> _WHAT YOU HAVE TO DO_: Of all the lines below, return only those starting with the line holding "debug!(name = %role.name, id" and going on through the line holding "channels.iter().partition(|c| c.channel_type.is_category());", exactly as written.

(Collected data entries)
——————

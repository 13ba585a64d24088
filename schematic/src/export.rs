use std::collections::HashSet;

use chrono::{DateTime, Utc};
use model::channel::Channel;
use model::guild::Role;
use model::schematic::{Snapshot, SnapshotChannel, SnapshotOverwrite, SnapshotRole};
use model::Snowflake;
use tracing::{debug, info};

use crate::error::ExportError;
use crate::target::Target;

/// Reads the role and channel graph of a guild into a snapshot. Nothing is returned if either
/// collection cannot be read.
#[tracing::instrument(skip(target), fields(guild_id = %target.guild_id()))]
pub async fn build<T: Target + ?Sized>(target: &T) -> Result<Snapshot, ExportError> {
    let guild_id = target.guild_id();
    let unreadable = move |source| ExportError::Unreadable { guild_id, source };

    let roles = target.roles().await.map_err(unreadable)?;
    let channels = target.channels().await.map_err(unreadable)?;

    let snapshot = assemble(guild_id, Utc::now(), roles, channels);
    info!(
        roles = snapshot.roles.len(),
        channels = snapshot.channel_count(),
        "Exported guild"
    );

    Ok(snapshot)
}

pub fn assemble(
    guild_id: Snowflake,
    exported_at: DateTime<Utc>,
    mut roles: Vec<Role>,
    channels: Vec<Channel>,
) -> Snapshot {
    let mut snapshot = Snapshot::new(guild_id, exported_at);

    roles.retain(|role| !role.is_everyone(guild_id) && !role.managed);
    roles.sort_by(|a, b| b.position.cmp(&a.position).then(a.id.cmp(&b.id)));

    // Discord allows repeated role names, but roles are matched by name. The highest one wins.
    let mut names = HashSet::new();
    roles.retain(|role| {
        let first = names.insert(role.name.clone());
        if !first {
            debug!(name = %role.name, id = %role.id, "Leaving out role with a repeated name");
        }
        first
    });

    snapshot.roles = roles.iter().map(SnapshotRole::from_role).collect();

    let mut channels: Vec<Channel> = channels
        .into_iter()
        .filter(|c| c.channel_type.is_guild_structure())
        .collect();
    channels.sort_by(|a, b| a.position.cmp(&b.position).then(a.id.cmp(&b.id)));

    let (categories, rest): (Vec<&Channel>, Vec<&Channel>) =
        channels.iter().partition(|c| c.channel_type.is_category());

    let category_ids: HashSet<Snowflake> = categories.iter().map(|c| c.id).collect();

    for category in &categories {
        let mut entry = to_snapshot_channel(category);
        entry.children = rest
            .iter()
            .filter(|c| c.parent_id == Some(category.id))
            .map(|c| to_snapshot_channel(c))
            .collect();

        snapshot.channels.push(entry);
    }

    // Channels whose parent is missing are treated like uncategorized ones
    snapshot.channels.extend(
        rest.iter()
            .filter(|c| c.parent_id.map_or(true, |p| !category_ids.contains(&p)))
            .map(|c| to_snapshot_channel(c)),
    );

    snapshot
}

fn to_snapshot_channel(channel: &Channel) -> SnapshotChannel {
    let kind = channel.channel_type;

    SnapshotChannel {
        id: Some(channel.id),
        name: channel.name.clone(),
        kind,
        position: channel.position.unwrap_or_default(),
        overwrites: channel
            .permission_overwrites
            .iter()
            .map(SnapshotOverwrite::from_overwrite)
            .collect(),
        bitrate: channel.bitrate.filter(|_| kind.is_voice()),
        user_limit: channel.user_limit.filter(|_| kind.is_voice()),
        available_tags: channel.available_tags.clone().filter(|_| kind.is_forum()),
        children: Vec::new(),
    }
}
//! Merging of a container's stdout and stderr into one stream

use tokio::io::{AsyncRead, AsyncReadExt, AsyncWrite, AsyncWriteExt};

const CHUNK_SIZE: usize = 4096;

/// Copy both inputs into `sink` as data arrives until both reach EOF
///
/// Chunks are written whole, so lines are only interleaved at chunk
/// boundaries. Fails as soon as `sink` stops accepting data.
pub async fn merge<A, B, W>(mut stdout: A, mut stderr: B, mut sink: W) -> std::io::Result<()>
where
    A: AsyncRead + Unpin,
    B: AsyncRead + Unpin,
    W: AsyncWrite + Unpin,
{
    let mut out_buf = [0u8; CHUNK_SIZE];
    let mut err_buf = [0u8; CHUNK_SIZE];
    let mut out_open = true;
    let mut err_open = true;

    while out_open || err_open {
        tokio::select! {
            read = stdout.read(&mut out_buf), if out_open => match read? {
                0 => out_open = false,
                n => sink.write_all(&out_buf[..n]).await?,
            },
            read = stderr.read(&mut err_buf), if err_open => match read? {
                0 => err_open = false,
                n => sink.write_all(&err_buf[..n]).await?,
            },
        }
    }

    sink.shutdown().await
}
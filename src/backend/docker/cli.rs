//! Docker CLI subprocess runner

use crate::backend::docker::config::DockerConfig;
use crate::backend::EngineError;
use std::ffi::OsStr;
use std::process::Stdio;
use tokio::io::AsyncWriteExt;
use tokio::process::Command;
use tracing::debug;

/// Runs docker CLI commands and captures their output
#[derive(Debug, Clone)]
pub struct DockerCli {
    binary: String,
    host: Option<String>,
}

impl DockerCli {
    pub fn new(config: &DockerConfig) -> Self {
        Self {
            binary: config.binary.clone(),
            host: config.host.clone(),
        }
    }

    /// A docker command with global options applied
    ///
    /// The child is killed if the returned command's future is dropped.
    pub fn command(&self) -> Command {
        let mut cmd = Command::new(&self.binary);
        if let Some(host) = &self.host {
            cmd.arg("--host").arg(host);
        }
        cmd.kill_on_drop(true);
        cmd
    }

    /// Run `docker <args>` and return its trimmed stdout
    pub async fn run<I, S>(&self, args: I) -> Result<String, EngineError>
    where
        I: IntoIterator<Item = S>,
        S: AsRef<OsStr>,
    {
        let mut cmd = self.command();
        cmd.args(args);
        self.output(cmd, None).await
    }

    /// Run a prepared command, optionally feeding `stdin`
    ///
    /// # Errors
    /// Returns `EngineError::Spawn` if the executable cannot be started and
    /// `EngineError::Command` if it exits with a non-zero status.
    pub async fn output(&self, mut cmd: Command, stdin: Option<&[u8]>) -> Result<String, EngineError> {
        let command = describe(&cmd);
        debug!("Running {}", command);

        cmd.stdout(Stdio::piped()).stderr(Stdio::piped());
        cmd.stdin(if stdin.is_some() {
            Stdio::piped()
        } else {
            Stdio::null()
        });

        let mut child = cmd.spawn().map_err(|e| EngineError::Spawn {
            command: command.clone(),
            message: e.to_string(),
        })?;

        if let (Some(input), Some(mut pipe)) = (stdin, child.stdin.take()) {
            pipe.write_all(input).await?;
            // Closing stdin signals end of input
            drop(pipe);
        }

        let output = child.wait_with_output().await?;
        if !output.status.success() {
            return Err(EngineError::Command {
                command,
                code: output.status.code().unwrap_or(-1),
                stderr: String::from_utf8_lossy(&output.stderr).trim().to_string(),
            });
        }

        Ok(String::from_utf8_lossy(&output.stdout).trim().to_string())
    }
}

/// Short printable form of a command: the executable and its subcommand
///
/// Later arguments are left out so values never end up in error messages.
fn describe(cmd: &Command) -> String {
    let std = cmd.as_std();
    let mut parts = vec![std.get_program().to_string_lossy().into_owned()];
    let mut args = std.get_args().map(|a| a.to_string_lossy().into_owned());
    while let Some(arg) = args.next() {
        if arg == "--host" || arg == "--config" {
            args.next();
            continue;
        }
        parts.push(arg.clone());
        let is_group = matches!(arg.as_str(), "network" | "volume" | "container" | "image");
        if !is_group {
            break;
        }
    }
    parts.join(" ")
}
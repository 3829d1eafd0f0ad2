//! Step executor - runs individual steps against the backend

use crate::{
    backend::Engine,
    core::{PipelineState, ProcessState, Step},
    execution::{Logger, RuntimeError, TraceError, Tracer},
};
use chrono::{DateTime, Utc};
use std::collections::HashMap;
use std::sync::{Arc, Mutex, MutexGuard, PoisonError};
use tokio::time::{timeout, Duration};
use tracing::{debug, error, info, warn};
use uuid::Uuid;

/// Result of executing a step that did not fail
#[derive(Debug, Clone, PartialEq, Eq)]
pub enum StepOutcome {
    /// Step was not run
    Skipped { reason: String },
    /// Step was started and left running
    Detached,
    /// Step ran to completion successfully
    Completed(ProcessState),
}

/// Executes a single step
pub struct StepExecutor<E> {
    engine: Arc<E>,
    tracer: Option<Arc<dyn Tracer>>,
    logger: Option<Arc<dyn Logger>>,
    run_id: Uuid,
    started_at: DateTime<Utc>,
    /// Steps that may be running on the backend and have not been waited on
    ///
    /// Never locked across an await.
    running: Mutex<HashMap<String, Step>>,
}

impl<E: Engine + 'static> StepExecutor<E> {
    pub fn new(
        engine: Arc<E>,
        tracer: Option<Arc<dyn Tracer>>,
        logger: Option<Arc<dyn Logger>>,
        run_id: Uuid,
        started_at: DateTime<Utc>,
    ) -> Self {
        Self {
            engine,
            tracer,
            logger,
            run_id,
            started_at,
            running: Mutex::new(HashMap::new()),
        }
    }

    /// Execute a step given the pipeline error accumulated before its stage
    pub async fn execute(
        &self,
        step: &Step,
        failure: Option<&RuntimeError>,
    ) -> Result<StepOutcome, RuntimeError> {
        if !step.run_policy.permits(failure.is_some()) {
            let reason = format!(
                "policy {} does not run while the pipeline is {}",
                step.run_policy,
                if failure.is_some() { "failing" } else { "passing" }
            );
            debug!("Skipping step {}: {}", step.name, reason);
            return Ok(StepOutcome::Skipped { reason });
        }

        if let Some(tracer) = &self.tracer {
            match tracer.trace(&self.snapshot(step, failure, None)) {
                Ok(()) => {}
                Err(TraceError::Skip) => {
                    info!("Step {} skipped by tracer", step.name);
                    return Ok(StepOutcome::Skipped {
                        reason: "skipped by tracer".to_string(),
                    });
                }
                Err(TraceError::Abort(message)) => {
                    return Err(RuntimeError::Trace {
                        step: step.name.clone(),
                        message,
                    });
                }
            }
        }

        info!("Starting step {} ({})", step.name, step.image);
        // Tracked before exec so a start interrupted by cancellation is still killed
        self.running().insert(step.name.clone(), step.clone());
        if let Err(source) = self.engine.exec(step).await {
            self.running().remove(&step.name);
            return Err(RuntimeError::Start {
                step: step.name.clone(),
                source,
            });
        }

        if let Some(logger) = &self.logger {
            let stream = self
                .engine
                .tail(step)
                .await
                .map_err(|source| RuntimeError::Tail {
                    step: step.name.clone(),
                    source,
                })?;
            let logger = Arc::clone(logger);
            let step = step.clone();
            tokio::spawn(async move {
                logger.log(&step, stream).await;
            });
        }

        if step.detached {
            info!("Step {} detached", step.name);
            return Ok(StepOutcome::Detached);
        }

        let process = self.wait(step).await;
        self.running().remove(&step.name);
        let process = process?;

        if let Some(tracer) = &self.tracer {
            match tracer.trace(&self.snapshot(step, failure, Some(process))) {
                // The step already ran, so a late skip has nothing to skip
                Ok(()) | Err(TraceError::Skip) => {}
                Err(TraceError::Abort(message)) => {
                    return Err(RuntimeError::Trace {
                        step: step.name.clone(),
                        message,
                    });
                }
            }
        }

        classify(step, process)
    }

    /// Wait for the step, bounded by its timeout when one is set
    async fn wait(&self, step: &Step) -> Result<ProcessState, RuntimeError> {
        let waited = match step.timeout_secs {
            Some(secs) => match timeout(Duration::from_secs(secs), self.engine.wait(step)).await {
                Ok(waited) => waited,
                Err(_) => {
                    error!("Timeout for step {} after {}s", step.name, secs);
                    if let Err(e) = self.engine.kill(step).await {
                        warn!("Failed to kill timed out step {}: {}", step.name, e);
                    }
                    return Err(RuntimeError::Timeout {
                        name: step.name.clone(),
                        secs,
                    });
                }
            },
            None => self.engine.wait(step).await,
        };

        waited.map_err(|source| RuntimeError::Wait {
            step: step.name.clone(),
            source,
        })
    }

    /// Kill every step that was started and has not finished
    pub async fn kill_running(&self) {
        let running: Vec<Step> = self.running().drain().map(|(_, step)| step).collect();

        for step in running {
            match self.engine.kill(&step).await {
                Ok(()) => info!("Killed step {}", step.name),
                Err(e) => warn!("Failed to kill step {}: {}", step.name, e),
            }
        }
    }

    /// Names of the steps currently tracked as running
    pub fn running_steps(&self) -> Vec<String> {
        self.running().keys().cloned().collect()
    }

    fn running(&self) -> MutexGuard<'_, HashMap<String, Step>> {
        // The map stays consistent even if a holder panicked
        self.running.lock().unwrap_or_else(PoisonError::into_inner)
    }

    fn snapshot(
        &self,
        step: &Step,
        failure: Option<&RuntimeError>,
        process: Option<ProcessState>,
    ) -> PipelineState {
        PipelineState {
            run_id: self.run_id,
            started_at: self.started_at,
            step: step.clone(),
            error: failure.cloned(),
            process,
        }
    }
}

/// Turn a terminal process state into the step's result
///
/// An OOM kill wins over the exit code.
pub fn classify(step: &Step, process: ProcessState) -> Result<StepOutcome, RuntimeError> {
    if process.oom_killed {
        Err(RuntimeError::Oom {
            name: step.name.clone(),
            code: process.exit_code,
        })
    } else if process.exit_code != 0 {
        Err(RuntimeError::Exit {
            name: step.name.clone(),
            code: process.exit_code,
        })
    } else {
        info!("Step {} completed successfully", step.name);
        Ok(StepOutcome::Completed(process))
    }
}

——————

> _OUTPUT OF THE EXERCISE_:
            debug!(name = %role.name, id = %role.id, "Leaving out role with a repeated name");
        }
        first
    });

    snapshot.roles = roles.iter().map(SnapshotRole::from_role).collect();

    let mut channels: Vec<Channel> = channels
        .into_iter()
        .filter(|c| c.channel_type.is_guild_structure())
        .collect();
    channels.sort_by(|a, b| a.position.cmp(&b.position).then(a.id.cmp(&b.id)));

    let (categories, rest): (Vec<&Channel>, Vec<&Channel>) =
        channels.iter().partition(|c| c.channel_type.is_category());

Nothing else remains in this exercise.